6. Wer gehört zum Team von Thinking Machines Lab? Das Team besteht zu einem großen Teil aus ehemaligen Spitzenforschern von OpenAI, darunter Schwergewichte wie John Schulman (Mitgründer von OpenAI) und Barret Zoph (ehem. VP of Research bei OpenAI).
7. Wann kommt das erste Produkt von Thinking Machines Lab auf den Markt? Mira Murati hat angekündigt, dass das erste Produkt in den „kommenden Monaten“ (also voraussichtlich Ende 2025) veröffentlicht wird. Es soll sich an Forscher und Entwickler richten und eine starke Open-Source-Komponente haben.
Fazit: Ein fundamentaler Schritt in eine zuverlässige KI-Zukunft
Thinking Machines Lab ist mehr als nur das nächste hochgehypte KI-Startup. Mit seinem gezielten Angriff auf eines der fundamentalsten Probleme der künstlichen Intelligenz – die Unberechenbarkeit – legt das Team um Mira Murati das Fundament für eine neue Ära. Die Ära einer KI, auf die wir uns verlassen können. Der Schritt von einer kreativen, aber unzuverlässigen zu einer deterministischen, verlässlichen Technologie ist vergleichbar mit dem Schritt von der Alchemie zur modernen Chemie.

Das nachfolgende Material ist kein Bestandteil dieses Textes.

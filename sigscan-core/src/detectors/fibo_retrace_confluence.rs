//! Fibonacci retracement confluence: price pulls back into the classic
//! retracement band of the window's dominant leg.

use std::collections::BTreeMap;

use crate::detectors::util::{clamp_strength, near_level};
use crate::domain::signal::meta;
use crate::domain::{CandleWindow, Direction, RawCandidate};
use crate::registry::{Detector, DetectorError};

const RETRACE_RATIOS: [f64; 3] = [0.382, 0.5, 0.618];

/// Deepest ratio used for the protective stop on a retrace entry.
const STOP_RATIO: f64 = 0.786;

/// Pullback into the 0.382/0.5/0.618 retracement band of the dominant leg.
///
/// The leg is the window's extreme-to-extreme move over `lookback` candles;
/// an up leg with the latest close near a retracement level fires long
/// toward the leg high (the symmetric case fires short). Strength grows when
/// several ratios agree on the same zone.
#[derive(Debug, Clone)]
pub struct FiboRetraceConfluence {
    pub lookback: usize,
    /// Relative tolerance for "close is at the level".
    pub level_tolerance: f64,
    /// Minimum leg size as a fraction of price; tiny legs produce noise.
    pub min_leg_fraction: f64,
}

impl Default for FiboRetraceConfluence {
    fn default() -> Self {
        Self {
            lookback: 40,
            level_tolerance: 0.002,
            min_leg_fraction: 0.01,
        }
    }
}

impl Detector for FiboRetraceConfluence {
    fn id(&self) -> &str {
        "fibo_retrace_confluence"
    }

    fn family(&self) -> &str {
        "fibo"
    }

    fn detect(&self, window: &CandleWindow) -> Result<Vec<RawCandidate>, DetectorError> {
        let candles = window.candles();
        if candles.len() < 10 {
            return Ok(Vec::new());
        }
        let start = candles.len().saturating_sub(self.lookback);
        let leg = &candles[start..];

        // First occurrence wins ties, for determinism.
        let (mut high_idx, mut high) = (0usize, leg[0].high);
        let (mut low_idx, mut low) = (0usize, leg[0].low);
        for (i, c) in leg.iter().enumerate().skip(1) {
            if c.high > high {
                high_idx = i;
                high = c.high;
            }
            if c.low < low {
                low_idx = i;
                low = c.low;
            }
        }

        let span = high - low;
        let last = window.last();
        if span / last.close < self.min_leg_fraction {
            return Ok(Vec::new());
        }

        // Up leg: low first, high later, and the high is already in place
        // (the last candle is the pullback, not the leg itself).
        let candidate = if low_idx < high_idx && high_idx < leg.len() - 1 {
            let levels: Vec<f64> = RETRACE_RATIOS.iter().map(|r| high - r * span).collect();
            let matched: Vec<f64> = levels
                .iter()
                .copied()
                .filter(|&level| near_level(last.close, level, self.level_tolerance))
                .collect();
            matched.first().map(|&level| {
                self.candidate(window, Direction::Long, level, matched.len(), high, low)
            })
        } else if high_idx < low_idx && low_idx < leg.len() - 1 {
            let levels: Vec<f64> = RETRACE_RATIOS.iter().map(|r| low + r * span).collect();
            let matched: Vec<f64> = levels
                .iter()
                .copied()
                .filter(|&level| near_level(last.close, level, self.level_tolerance))
                .collect();
            matched.first().map(|&level| {
                self.candidate(window, Direction::Short, level, matched.len(), high, low)
            })
        } else {
            None
        };

        Ok(candidate.into_iter().collect())
    }
}

impl FiboRetraceConfluence {
    fn candidate(
        &self,
        window: &CandleWindow,
        direction: Direction,
        level: f64,
        matched_levels: usize,
        leg_high: f64,
        leg_low: f64,
    ) -> RawCandidate {
        let last = window.last();
        let span = leg_high - leg_low;
        let (stop, target) = match direction {
            // Long: stop below the deepest retrace, target back at the leg high.
            Direction::Long => (leg_high - STOP_RATIO * span, leg_high),
            Direction::Short => (leg_low + STOP_RATIO * span, leg_low),
        };

        let mut metadata = BTreeMap::new();
        metadata.insert(meta::ENTRY.to_string(), last.close);
        metadata.insert(meta::STOP.to_string(), stop);
        metadata.insert(meta::TARGET.to_string(), target);
        metadata.insert("level".to_string(), level);
        metadata.insert("leg_high".to_string(), leg_high);
        metadata.insert("leg_low".to_string(), leg_low);

        RawCandidate {
            detector_id: "fibo_retrace_confluence".into(),
            family: "fibo".into(),
            direction,
            anchor_price: level,
            anchor_time: last.time,
            raw_strength: clamp_strength(0.45 + 0.15 * matched_levels as f64),
            metadata,
        }
    }
}
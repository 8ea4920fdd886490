//! Break & retest: price closes through an S/R level, then comes back to
//! test it while holding the break side.

use std::collections::BTreeMap;

use crate::detectors::util::{atr, clamp_strength, highest_high, lowest_low, target_from_risk};
use crate::domain::signal::meta;
use crate::domain::{CandleWindow, Direction, RawCandidate};
use crate::registry::{Detector, DetectorError};

/// Break of a structural level followed by a retest within tolerance.
///
/// The level is the extreme of the window segment preceding the last
/// `recent_lookback` candles; a break requires some recent close beyond it,
/// and the retest requires the latest candle to touch back into the level
/// band while still closing on the break side.
#[derive(Debug, Clone)]
pub struct BreakRetest {
    /// Candles counted as "recent" when searching for the break.
    pub recent_lookback: usize,
    /// Relative tolerance for the retest touch (0.002 = 0.2%).
    pub retest_tolerance: f64,
    pub atr_period: usize,
    pub reward_multiple: f64,
}

impl Default for BreakRetest {
    fn default() -> Self {
        Self {
            recent_lookback: 10,
            retest_tolerance: 0.002,
            atr_period: 14,
            reward_multiple: 2.0,
        }
    }
}

impl Detector for BreakRetest {
    fn id(&self) -> &str {
        "break_retest"
    }

    fn family(&self) -> &str {
        "structure"
    }

    fn detect(&self, window: &CandleWindow) -> Result<Vec<RawCandidate>, DetectorError> {
        let candles = window.candles();
        // Need an older segment to define the level plus the recent segment.
        if candles.len() < self.recent_lookback + 10 {
            return Ok(Vec::new());
        }

        let split = candles.len() - 1 - self.recent_lookback;
        let older = &candles[..split];
        let recent = &candles[split..candles.len() - 1];
        let last = window.last();

        let resistance = highest_high(older).expect("older segment is non-empty");
        let support = lowest_low(older).expect("older segment is non-empty");
        let volatility = atr(window, self.atr_period);
        if volatility <= 0.0 {
            return Ok(Vec::new());
        }

        let mut out = Vec::new();

        // Bullish: broke above resistance, now retesting it from above.
        let broke_up = recent.iter().any(|c| c.close > resistance);
        let retests_up = last.low <= resistance * (1.0 + self.retest_tolerance)
            && last.close > resistance;
        if broke_up && retests_up {
            let best_break = recent
                .iter()
                .map(|c| c.close - resistance)
                .fold(0.0, f64::max);
            out.push(self.candidate(
                window,
                Direction::Long,
                resistance,
                best_break,
                volatility,
            ));
        }

        // Bearish mirror: broke below support, retesting from below.
        let broke_down = recent.iter().any(|c| c.close < support);
        let retests_down =
            last.high >= support * (1.0 - self.retest_tolerance) && last.close < support;
        if broke_down && retests_down {
            let best_break = recent.iter().map(|c| support - c.close).fold(0.0, f64::max);
            out.push(self.candidate(
                window,
                Direction::Short,
                support,
                best_break,
                volatility,
            ));
        }

        Ok(out.into_iter().flatten().collect())
    }
}

impl BreakRetest {
    fn candidate(
        &self,
        window: &CandleWindow,
        direction: Direction,
        level: f64,
        break_margin: f64,
        volatility: f64,
    ) -> Option<RawCandidate> {
        let last = window.last();
        let entry = last.close;
        let stop = match direction {
            Direction::Long => level - 0.5 * volatility,
            Direction::Short => level + 0.5 * volatility,
        };
        let target = target_from_risk(entry, stop, self.reward_multiple)?;

        let mut metadata = BTreeMap::new();
        metadata.insert(meta::ENTRY.to_string(), entry);
        metadata.insert(meta::STOP.to_string(), stop);
        metadata.insert(meta::TARGET.to_string(), target);
        metadata.insert("level".to_string(), level);

        Some(RawCandidate {
            detector_id: "break_retest".into(),
            family: "structure".into(),
            direction,
            anchor_price: level,
            anchor_time: last.time,
            // A clean break is worth more than a marginal one.
            raw_strength: clamp_strength(0.6 + 0.4 * (break_margin / volatility).min(1.0)),
            metadata,
        })
    }
}
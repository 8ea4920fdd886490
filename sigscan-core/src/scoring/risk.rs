//! Risk/reward derivation from candidate metadata.

use std::collections::BTreeMap;

use crate::domain::signal::meta;

/// Caller-supplied risk model, consulted when a candidate's metadata does not
/// carry an explicit `rr` value.
pub trait RiskModel: Send + Sync {
    /// Derive a risk/reward ratio from candidate metadata, or `None` if the
    /// metadata does not describe a computable setup.
    fn compute_rr(&self, metadata: &BTreeMap<String, f64>) -> Option<f64>;
}

/// Default risk model: derive R:R from the `entry`/`stop`/`target` level
/// keys detectors publish.
#[derive(Debug, Clone, Copy, Default)]
pub struct LevelRiskModel;

impl RiskModel for LevelRiskModel {
    fn compute_rr(&self, metadata: &BTreeMap<String, f64>) -> Option<f64> {
        let entry = metadata.get(meta::ENTRY).copied()?;
        let stop = metadata.get(meta::STOP).copied()?;
        let target = metadata.get(meta::TARGET).copied()?;

        let risk = (entry - stop).abs();
        let reward = (target - entry).abs();
        if !risk.is_finite() || !reward.is_finite() || risk <= 0.0 {
            return None;
        }
        // Stop and target must bracket the entry, otherwise the levels do
        // not describe a trade.
        if (target > entry) == (stop > entry) {
            return None;
        }
        Some(reward / risk)
    }
}
//! sigscan-core — technical-analysis signal scoring engine.
//!
//! Given a candle window and a strategy configuration, the engine runs the
//! enabled pattern detectors, weights their raw candidates, resolves
//! confluence and cross-direction conflicts, and filters by regime and
//! risk/reward:
//!
//! `StrategyConfig + CandleWindow → runner → scorer → confluence resolver →
//! regime & risk filter → ranked FinalSignals`
//!
//! The pipeline is a pure function of its inputs: no cross-call state, no
//! clock, no randomness. The only shared resource is the detector registry,
//! which is fully built before evaluation starts and read-only afterwards,
//! so one engine instance serves any number of threads.

pub mod config;
pub mod detectors;
pub mod diag;
pub mod domain;
pub mod engine;
pub mod registry;
pub mod runner;
pub mod scoring;

pub use config::{ConfigError, StrategyConfig};
pub use diag::{Diagnostic, FilterReject};
pub use domain::{
    Candle, CandleError, CandleWindow, Direction, FinalSignal, RawCandidate, Regime,
    ResolvedSignal, ScoredCandidate,
};
pub use engine::{Evaluation, EngineError, SignalEngine};
pub use registry::{
    Detector, DetectorError, DetectorProvider, DetectorRegistry, RegistryError,
};
pub use scoring::{ConflictPolicy, LevelRiskModel, RiskModel, ZoneTolerance};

Die Auswirkungen dieses Durchbruchs werden in den kommenden Jahren in allen Branchen zu spüren sein, von der medizinischen Forschung über die Finanzwelt bis hin zur Softwareentwicklung. Es ermöglicht ein Maß an Kontrolle, Sicherheit und Effizienz, das bisher unerreichbar schien. Die größte Herausforderung wird nun sein, diese technologische Brillanz in zugängliche Produkte zu gießen und den immensen Erwartungen gerecht zu werden.
Die Botschaft von Thinking Machines Lab ist klar: Die Zukunft der KI liegt nicht in immer größeren, unkontrollierbareren Modellen, sondern in intelligenteren, stabileren und kollaborativeren Systemen. Wenn ihnen das gelingt, bauen sie nicht nur ein erfolgreiches Unternehmen auf, sondern definieren die Beziehung zwischen Mensch und Maschine für die kommenden Jahrzehnte neu. Es ist der Beginn einer leisen, aber tiefgreifenden Revolution.